- Theatrical release poster
- Directed by: Harold Young
- Screenplay by: Bernard Schubert; Luci Ward;
- Story by: Harrison Carter; Henry Sucher;
- Based on: Inner Sanctum Mystery by Himan Brown
- Produced by: Will Cowan
- Starring: Lon Chaney Jr.; Evelyn Ankers; Elena Verdugo;
- Cinematography: Paul Ivano
- Edited by: Fred R. Feitshans Jr.
- Music by: Richard Hageman; William Lava; Hans J. Salter; Paul Sawtell; Frank Skinner;
- Production company: Universal Pictures
- Distributed by: Universal Pictures
- Release date: June 1, 1945 (United States);
- Running time: 61 minutes
- Country: United States
- Language: English

= The Frozen Ghost =

1945 film by Harold Young

The Frozen Ghost is a 1945 American noir-mystery film and the fourth installment in The Inner Sanctum Mysteries anthological film series, which was based on the popular radio series of the same name. The movie stars Lon Chaney Jr., Elena Verdugo, Evelyn Ankers, Tala Birell, and Martin Kosleck, and was directed by Harold Young.

==Plot==

Alex Gregor (Chaney) is a performing mentalist known as "Gregor the Great". One night on stage, placing his own fiancée into a hypnotic trance, he is ridiculed by a skeptical member of the audience (Hohl), who claims it is all done with mirrors. Simultaneously, the show is aired to a radio audience. The man, clearly plastered, starts accusing Alex of being a fake. Alex reacts by hypnotizing the man, ending up accidentally killing him. Even though the medical examiner concludes that the drunken man died from a heart attack, Alex is riddled with guilt and confesses to have murdered the man. Ashamed of what he has done, he breaks off the engagement to his girlfriend and assistant, Maura Daniel (Ankers).
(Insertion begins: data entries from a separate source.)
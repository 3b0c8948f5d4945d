use std::collections::BTreeMap;
use std::fmt::{Display, Formatter};
use std::future::Future;
use std::pin::Pin;
use std::sync::Arc;
use std::time::Duration;

const USER_AGENT: &str = concat!(
    "Mozilla/5.0 (compatible; mungerline/",
    env!("CARGO_PKG_VERSION"),
    ")"
);

/// HTTP request envelope used by adapter transport calls. Only GET is needed.
#[derive(Debug, Clone, PartialEq, Eq)]
pub struct HttpRequest {
    pub url: String,
    pub headers: BTreeMap<String, String>,
    pub timeout_ms: u64,
}

impl HttpRequest {
    pub fn get(url: impl Into<String>) -> Self {
        Self {
            url: url.into(),
            headers: BTreeMap::new(),
            timeout_ms: 8_000,
        }
    }

    pub fn with_header(mut self, name: impl Into<String>, value: impl Into<String>) -> Self {
        self.headers
            .insert(name.into().to_ascii_lowercase(), value.into());
        self
    }

    pub fn with_cookie(self, cookie: Option<&str>) -> Self {
        match cookie {
            Some(cookie) if !cookie.trim().is_empty() => self.with_header("cookie", cookie),
            _ => self,
        }
    }

    pub fn with_timeout_ms(mut self, timeout_ms: u64) -> Self {
        self.timeout_ms = timeout_ms;
        self
    }
}

/// HTTP response envelope returned by an adapter transport.
#[derive(Debug, Clone, PartialEq, Eq)]
pub struct HttpResponse {
    pub status: u16,
    pub body: String,
    /// Lower-cased header names. Only headers adapters inspect are kept.
    pub headers: BTreeMap<String, String>,
}

impl HttpResponse {
    pub fn ok_json(body: impl Into<String>) -> Self {
        Self::with_status(200, body)
    }

    pub fn with_status(status: u16, body: impl Into<String>) -> Self {
        Self {
            status,
            body: body.into(),
            headers: BTreeMap::new(),
        }
    }

    pub fn with_header(mut self, name: impl Into<String>, value: impl Into<String>) -> Self {
        self.headers
            .insert(name.into().to_ascii_lowercase(), value.into());
        self
    }

    pub const fn is_success(&self) -> bool {
        self.status >= 200 && self.status < 300
    }

    pub fn header(&self, name: &str) -> Option<&str> {
        self.headers
            .get(&name.to_ascii_lowercase())
            .map(String::as_str)
    }

    /// `Retry-After` in delta-seconds form. HTTP-date values are ignored.
    pub fn retry_after(&self) -> Option<Duration> {
        self.header("retry-after")
            .and_then(|value| value.trim().parse::<u64>().ok())
            .map(Duration::from_secs)
    }
}

#[derive(Debug, Clone, Copy, PartialEq, Eq)]
pub enum HttpErrorKind {
    Timeout,
    Connect,
    Body,
    Other,
}

/// Transport-level HTTP error.
#[derive(Debug, Clone, PartialEq, Eq)]
pub struct HttpError {
    kind: HttpErrorKind,
    message: String,
}

impl HttpError {
    pub fn new(message: impl Into<String>) -> Self {
        Self::with_kind(HttpErrorKind::Other, message)
    }

    pub fn timeout(message: impl Into<String>) -> Self {
        Self::with_kind(HttpErrorKind::Timeout, message)
    }

    pub fn connect(message: impl Into<String>) -> Self {
        Self::with_kind(HttpErrorKind::Connect, message)
    }

    pub fn with_kind(kind: HttpErrorKind, message: impl Into<String>) -> Self {
        Self {
            kind,
            message: message.into(),
        }
    }

    pub const fn kind(&self) -> HttpErrorKind {
        self.kind
    }

    pub fn message(&self) -> &str {
        &self.message
    }

    pub const fn is_timeout(&self) -> bool {
        matches!(self.kind, HttpErrorKind::Timeout)
    }

    pub const fn is_connect(&self) -> bool {
        matches!(self.kind, HttpErrorKind::Connect)
    }
}

impl Display for HttpError {
    fn fmt(&self, f: &mut Formatter<'_>) -> std::fmt::Result {
        f.write_str(&self.message)
    }
}

impl std::error::Error for HttpError {}

/// Adapter transport contract.
pub trait HttpClient: Send + Sync {
    fn execute<'a>(
        &'a self,
        request: HttpRequest,
    ) -> Pin<Box<dyn Future<Output = Result<HttpResponse, HttpError>> + Send + 'a>>;
}

/// Offline transport that answers every request with `{}`.
///
/// Adapters read an empty object as "no data", so every lookup through this
/// client ends in `PriceUnavailable`.
#[derive(Debug, Default, Clone, Copy)]
pub struct NoopHttpClient;

impl HttpClient for NoopHttpClient {
    fn execute<'a>(
        &'a self,
        _request: HttpRequest,
    ) -> Pin<Box<dyn Future<Output = Result<HttpResponse, HttpError>> + Send + 'a>> {
        Box::pin(async move { Ok(HttpResponse::ok_json("{}")) })
    }
}

/// Production HTTP client backed by reqwest with a shared cookie jar.
#[derive(Debug, Clone)]
pub struct ReqwestHttpClient {
    client: Arc<reqwest::Client>,
}

impl ReqwestHttpClient {
    pub fn new() -> Self {
        Self {
            client: Arc::new(
                reqwest::Client::builder()
                    .user_agent(USER_AGENT)
                    .cookie_store(true)
                    .build()
                    .unwrap_or_else(|_| reqwest::Client::new()),
            ),
        }
    }

    pub fn with_client(client: reqwest::Client) -> Self {
        Self {
            client: Arc::new(client),
        }
    }
}

impl Default for ReqwestHttpClient {
    fn default() -> Self {
        Self::new()
    }
}

impl HttpClient for ReqwestHttpClient {
    fn execute<'a>(
        &'a self,
        request: HttpRequest,
    ) -> Pin<Box<dyn Future<Output = Result<HttpResponse, HttpError>> + Send + 'a>> {
        Box::pin(async move {
            let mut builder = self
                .client
                .get(&request.url)
                .timeout(Duration::from_millis(request.timeout_ms));

            for (name, value) in &request.headers {
                builder = builder.header(name, value);
            }

            let response = builder.send().await.map_err(|e| {
                if e.is_timeout() {
                    HttpError::timeout(format!("request timeout: {e}"))
                } else if e.is_connect() {
                    HttpError::connect(format!("connection failed: {e}"))
                } else {
                    HttpError::new(format!("request failed: {e}"))
                }
            })?;

            let status = response.status().as_u16();
            let mut headers = BTreeMap::new();
            for name in ["retry-after", "content-type"] {
                if let Some(value) = response
                    .headers()
                    .get(name)
                    .and_then(|value| value.to_str().ok())
                {
                    headers.insert(name.to_owned(), value.to_owned());
                }
            }

            let body = response.text().await.map_err(|e| {
                if e.is_timeout() {
                    HttpError::timeout(format!("response body timeout: {e}"))
                } else {
                    HttpError::with_kind(
                        HttpErrorKind::Body,
                        format!("failed to read response body: {e}"),
                    )
                }
            })?;

            Ok(HttpResponse {
                status,
                body,
                headers,
            })
        })
    }
}

#[cfg(test)]
mod tests {
    use super::*;

    #[test]
    fn header_names_are_lower_cased() {
        let request = HttpRequest::get("https://example.test/quote").with_header("X-Trace", "1");
        assert_eq!(request.headers.get("x-trace").map(String::as_str), Some("1"));
    }

    #[test]
    fn blank_cookie_is_not_sent() {
        let request = HttpRequest::get("https://example.test/quote").with_cookie(Some("  "));
        assert!(request.headers.is_empty());

        let request = HttpRequest::get("https://example.test/quote").with_cookie(Some("A=1"));
        assert_eq!(request.headers.get("cookie").map(String::as_str), Some("A=1"));
    }

    #[test]
    fn retry_after_reads_delta_seconds() {
        let response = HttpResponse::with_status(429, "").with_header("Retry-After", "30");
        assert_eq!(response.retry_after(), Some(Duration::from_secs(30)));

        let dated = HttpResponse::with_status(429, "")
            .with_header("Retry-After", "Wed, 21 Oct 2015 07:28:00 GMT");
        assert_eq!(dated.retry_after(), None);
    }
}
George Keene (Milburn Stone), who is Alex's manager, arranges for him to work for an old friend, Madame Valerie Monet (Tala Birell). She is the owner of a wax museum and Alex is hired as a lecturer. Valerie's niece, Nina Coudreau (Elena Verdugo), is also working at the museum, and they are both very excited to have a man with Alex's gifts working with them. There is also a disturbed former plastic surgeon Rudi Poldan (Martin Kosleck), on the payroll, working as a sculptor. This odd physician becomes jealous of the attention given to Alex. Maura reappears and attempts to woo Gregor back.

Jealousy spreads, infecting Valerie, who falsely accuses Alex of making advances to Nina, her niece. Arguments ensue, ending with Valerie fainting and Alex leaving in anger. Following a night's sleep, Alex returns to find that Valerie has disappeared. Police Inspector Brant (Douglass Dumbrille) suspects that Valerie has been murdered, believing Alex to be the last person to have seen Valerie alive.
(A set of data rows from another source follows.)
use mungerline_core::{
    analyze, diagnose, BandThresholds, DiagnosisResult, NotApplicableReason, ProviderId,
    QuoteRecord, Sourced, Ticker, ValuationBand, ValueOrigin,
};

fn years(pe: f64, growth: f64, target: f64) -> f64 {
    diagnose(pe, growth, target)
        .years()
        .expect("inputs should be in the model's domain")
}

#[test]
fn expensive_growth_stock_needs_about_three_years() {
    let result = diagnose(30.0, 0.15, 20.0);
    let years = result.years().expect("years to regress");

    assert!((years - 2.901).abs() < 0.01, "got {years}");
    assert_eq!(BandThresholds::default().classify(&result), Some(ValuationBand::HighlyAttractive));
}

#[test]
fn falling_earnings_are_not_applicable() {
    assert_eq!(
        diagnose(15.0, -0.05, 20.0),
        DiagnosisResult::NotApplicable {
            reason: NotApplicableReason::NonPositiveGrowth
        }
    );
}

#[test]
fn at_or_below_target_is_already_attractive() {
    for pe in [5.0, 19.99, 20.0] {
        assert_eq!(diagnose(pe, 0.10, 20.0), DiagnosisResult::AlreadyAttractive);
    }
}

#[test]
fn invalid_inputs_never_produce_years() {
    let cases = [
        (f64::NAN, 0.1, 20.0, NotApplicableReason::PeInvalid),
        (-12.0, 0.1, 20.0, NotApplicableReason::PeInvalid),
        (0.0, 0.1, 20.0, NotApplicableReason::PeInvalid),
        (30.0, 0.0, 20.0, NotApplicableReason::NonPositiveGrowth),
        (30.0, f64::INFINITY, 20.0, NotApplicableReason::NonPositiveGrowth),
        (30.0, 0.1, 0.0, NotApplicableReason::TargetPeInvalid),
        (30.0, 0.1, -5.0, NotApplicableReason::TargetPeInvalid),
    ];

    for (pe, growth, target, reason) in cases {
        assert_eq!(
            diagnose(pe, growth, target),
            DiagnosisResult::NotApplicable { reason },
            "pe={pe} growth={growth} target={target}"
        );
    }
}

#[test]
fn higher_pe_takes_longer() {
    let mut previous = 0.0;
    for pe in [21.0, 25.0, 30.0, 45.0, 80.0, 200.0] {
        let current = years(pe, 0.12, 20.0);
        assert!(current > previous, "pe={pe}: {current} <= {previous}");
        previous = current;
    }
}

#[test]
fn faster_growth_regresses_sooner() {
    let mut previous = f64::INFINITY;
    for growth in [0.02, 0.05, 0.10, 0.20, 0.50, 1.0] {
        let current = years(40.0, growth, 20.0);
        assert!(current < previous, "growth={growth}: {current} >= {previous}");
        previous = current;
    }
}

#[test]
fn same_inputs_same_answer() {
    let first = diagnose(33.3, 0.137, 18.0);
    for _ in 0..10 {
        assert_eq!(diagnose(33.3, 0.137, 18.0), first);
    }
}

#[test]
fn doubling_pe_at_doubling_growth_takes_one_year() {
    let years = years(40.0, 1.0, 20.0);
    assert!((years - 1.0).abs() < 1e-12);
}

#[test]
fn analysis_carries_record_inputs_and_band() {
    let record = QuoteRecord::new(
        Ticker::parse("AAPL").expect("valid ticker"),
        ProviderId::Yahoo,
        Some(String::from("Apple Inc.")),
        190.0,
        "USD",
        Sourced::observed(60.0, ValueOrigin::TrailingPe),
        Sourced::observed(0.10, ValueOrigin::ReportedGrowth),
        None,
    )
    .expect("valid record");

    let analysis = analyze(&record, 20.0);

    assert_eq!(analysis.current_pe, 60.0);
    assert_eq!(analysis.growth_rate, 0.10);
    assert_eq!(analysis.band, Some(ValuationBand::Overheated));
    assert!(analysis.warnings.is_empty());
    assert!((analysis.diagnosis.years().unwrap_or_default() - 11.527).abs() < 0.01);
}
All are unaware that Rudi has found Valerie in a coma and hidden her away among his unfinished wax sculptures. Nina suspects Alex of scheming with the crazy surgeon to be rid of Valerie. What they don't know is that Rudi has planned to get Alex committed as mentally ill, and the mastermind of this ingenious plan is none other than Alex's manager, George. The reason is to gain control over Alex's property. Rudi manages to make Nina fall into a coma and hides her body in the same manner as was done with Valerie.
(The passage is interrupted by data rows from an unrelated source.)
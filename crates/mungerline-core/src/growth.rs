//! Multi-year earnings growth from annual net-income series.
//!
//! Providers that report statements instead of a growth percentage are reduced
//! to a single rate here. Both endpoints positive gives a compound annual rate;
//! a sign change or non-positive endpoint falls back to a linear rate scaled by
//! the magnitude of the earliest year.

use std::collections::BTreeMap;

use serde::{Deserialize, Serialize};
use thiserror::Error;

use crate::{AnnualNetIncome, FetchError, ValueOrigin};

#[derive(Debug, Clone, Copy, PartialEq, Eq, Serialize, Deserialize)]
#[serde(rename_all = "snake_case")]
pub enum GrowthMethod {
    Cagr,
    Linear,
}

impl GrowthMethod {
    pub const fn origin(self) -> ValueOrigin {
        match self {
            Self::Cagr => ValueOrigin::NetIncomeCagr,
            Self::Linear => ValueOrigin::NetIncomeLinear,
        }
    }
}

#[derive(Debug, Clone, Copy, PartialEq, Serialize, Deserialize)]
pub struct GrowthEstimate {
    pub rate: f64,
    pub method: GrowthMethod,
    pub earliest_year: i32,
    pub latest_year: i32,
}

#[derive(Debug, Error, Clone, PartialEq, Eq)]
pub enum GrowthError {
    #[error("need net income for at least two fiscal years, found {found}")]
    InsufficientHistory { found: usize },

    #[error("earliest net income ({year}) is zero; growth cannot be scaled")]
    ZeroBase { year: i32 },
}

impl From<GrowthError> for FetchError {
    fn from(error: GrowthError) -> Self {
        FetchError::incomplete(error.to_string())
    }
}

/// Estimates annual growth between the earliest and latest fiscal years.
///
/// Non-finite values are dropped. When a fiscal year appears more than once the
/// last entry wins.
pub fn net_income_growth(series: &[AnnualNetIncome]) -> Result<GrowthEstimate, GrowthError> {
    let by_year = series
        .iter()
        .filter(|entry| entry.net_income.is_finite())
        .map(|entry| (entry.fiscal_year, entry.net_income))
        .collect::<BTreeMap<_, _>>();

    let (Some((&earliest_year, &earliest)), Some((&latest_year, &latest))) =
        (by_year.first_key_value(), by_year.last_key_value())
    else {
        return Err(GrowthError::InsufficientHistory { found: 0 });
    };

    if by_year.len() < 2 {
        return Err(GrowthError::InsufficientHistory {
            found: by_year.len(),
        });
    }

    let years = f64::from((latest_year - earliest_year).max(1));

    if earliest > 0.0 && latest > 0.0 {
        return Ok(GrowthEstimate {
            rate: (latest / earliest).powf(1.0 / years) - 1.0,
            method: GrowthMethod::Cagr,
            earliest_year,
            latest_year,
        });
    }

    if earliest == 0.0 {
        return Err(GrowthError::ZeroBase {
            year: earliest_year,
        });
    }

    Ok(GrowthEstimate {
        rate: (latest - earliest) / earliest.abs() / years,
        method: GrowthMethod::Linear,
        earliest_year,
        latest_year,
    })
}

#[cfg(test)]
mod tests {
    use super::*;

    fn series(values: &[(i32, f64)]) -> Vec<AnnualNetIncome> {
        values
            .iter()
            .map(|&(year, income)| AnnualNetIncome::new(year, income))
            .collect()
    }

    #[test]
    fn compounds_between_positive_endpoints() {
        let estimate = net_income_growth(&series(&[
            (2020, 100.0),
            (2021, 100.0),
            (2022, 100.0),
            (2023, 200.0),
        ]))
        .expect("growth should compute");

        assert_eq!(estimate.method, GrowthMethod::Cagr);
        assert_eq!((estimate.earliest_year, estimate.latest_year), (2020, 2023));
        assert!((estimate.rate - 0.259_921).abs() < 1e-6, "rate={}", estimate.rate);
    }

    #[test]
    fn unsorted_input_is_ordered_by_year() {
        let estimate = net_income_growth(&series(&[(2023, 121.0), (2021, 100.0), (2022, 110.0)]))
            .expect("growth should compute");

        assert!((estimate.rate - 0.10).abs() < 1e-9, "rate={}", estimate.rate);
    }

    #[test]
    fn sign_change_uses_linear_rate() {
        let estimate =
            net_income_growth(&series(&[(2021, -50.0), (2023, 50.0)])).expect("linear growth");

        assert_eq!(estimate.method, GrowthMethod::Linear);
        assert!((estimate.rate - 1.0).abs() < 1e-12, "rate={}", estimate.rate);
    }

    #[test]
    fn shrinking_into_loss_is_negative_linear_rate() {
        let estimate =
            net_income_growth(&series(&[(2022, 80.0), (2023, -20.0)])).expect("linear growth");

        assert_eq!(estimate.method, GrowthMethod::Linear);
        assert!((estimate.rate + 1.25).abs() < 1e-12, "rate={}", estimate.rate);
    }

    #[test]
    fn single_year_is_insufficient() {
        let error = net_income_growth(&series(&[(2023, 10.0), (2023, 12.0)]))
            .expect_err("one distinct year must fail");
        assert_eq!(error, GrowthError::InsufficientHistory { found: 1 });

        let empty = net_income_growth(&[]).expect_err("empty must fail");
        assert_eq!(empty, GrowthError::InsufficientHistory { found: 0 });
    }

    #[test]
    fn non_finite_points_are_ignored() {
        let error = net_income_growth(&series(&[(2022, f64::NAN), (2023, 12.0)]))
            .expect_err("only one usable point");
        assert_eq!(error, GrowthError::InsufficientHistory { found: 1 });
    }

    #[test]
    fn zero_base_cannot_be_scaled() {
        let error =
            net_income_growth(&series(&[(2021, 0.0), (2023, 40.0)])).expect_err("zero base");
        assert_eq!(error, GrowthError::ZeroBase { year: 2021 });
    }

    #[test]
    fn growth_errors_become_incomplete_financials() {
        let error: FetchError = GrowthError::InsufficientHistory { found: 1 }.into();
        assert!(matches!(error, FetchError::IncompleteFinancials { partial: None, .. }));
    }
}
Rudi shows George where he has placed the bodies of the two women. They discover that Valerie is dead. Now guilty of murder, George becomes frantic, wanting to get rid of both of the bodies, even though Nina is still alive.

Alex decides the only person he can trust is Maura, who agrees to help. Alex places Maura in a trance and she implicates both George and Rudi (using the psychic abilities granted to her by the trance, as demonstrated in the opening scene of the film). Trying to escape, George is captured by Brant, who has heard Maura's every word. Alex and Maura go to the museum cellar to free Nina and encounter Rudi. In the ensuing struggle with Gregor, Rudi falls backward into the furnace to his death.

The story ends with Alex and Maura married and on their way to their honeymoon, together with Nina, their new ward. Brant visits and asks Alex for help with a case, as a medical consultant. Alex answers: "Oh, Inspector, I thought you knew. It's all done with mirrors."